> [EXCERPTED RECORDS]:
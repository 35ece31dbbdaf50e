//! `help [command]`: list commands or show one command's usage

use core::fmt::Write;

use crate::console::commands::{Command, CommandResult, Context, Flow, Registry};
use crate::console::parser::ArgumentVector;
use crate::console::ConsoleError;

/// First line of the listing. Host tools probe for it to check the
/// console is alive, so it must not change.
pub const LISTING_HEADER: &str = "The following commands are available:";

pub struct Help;

impl Command for Help {
    fn name(&self) -> &'static str {
        "help"
    }

    fn exec(&self, args: &ArgumentVector, ctx: &mut Context<'_>) -> CommandResult {
        // Unknown or missing topic falls back to the listing
        match ctx.registry.find(args.arg(1)) {
            Some(cmd) => cmd.help(ctx.registry, ctx.out)?,
            None => self.help(ctx.registry, ctx.out)?,
        }
        Ok(Flow::Continue)
    }

    fn help(&self, registry: &Registry, out: &mut dyn Write) -> Result<(), ConsoleError> {
        let _ = writeln!(out, "{}", LISTING_HEADER);
        for name in registry.names() {
            let _ = writeln!(out, "    {}", name);
        }
        let _ = writeln!(out);
        let _ = writeln!(
            out,
            "You can for instance type \"help led\" for more info on the LED command."
        );
        Ok(())
    }
}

> [INSTRUCTIONS FOR THE TASK]: All lines from the one with "for name in" through the final line of the listing above are to be restated word for word; the lines before it are left out.

> [ANSWER TO THE PROBLEM]:
        for name in registry.names() {
            let _ = writeln!(out, "    {}", name);
        }
        let _ = writeln!(out);
        let _ = writeln!(
            out,
            "You can for instance type \"help led\" for more info on the LED command."
        );
        Ok(())
    }
}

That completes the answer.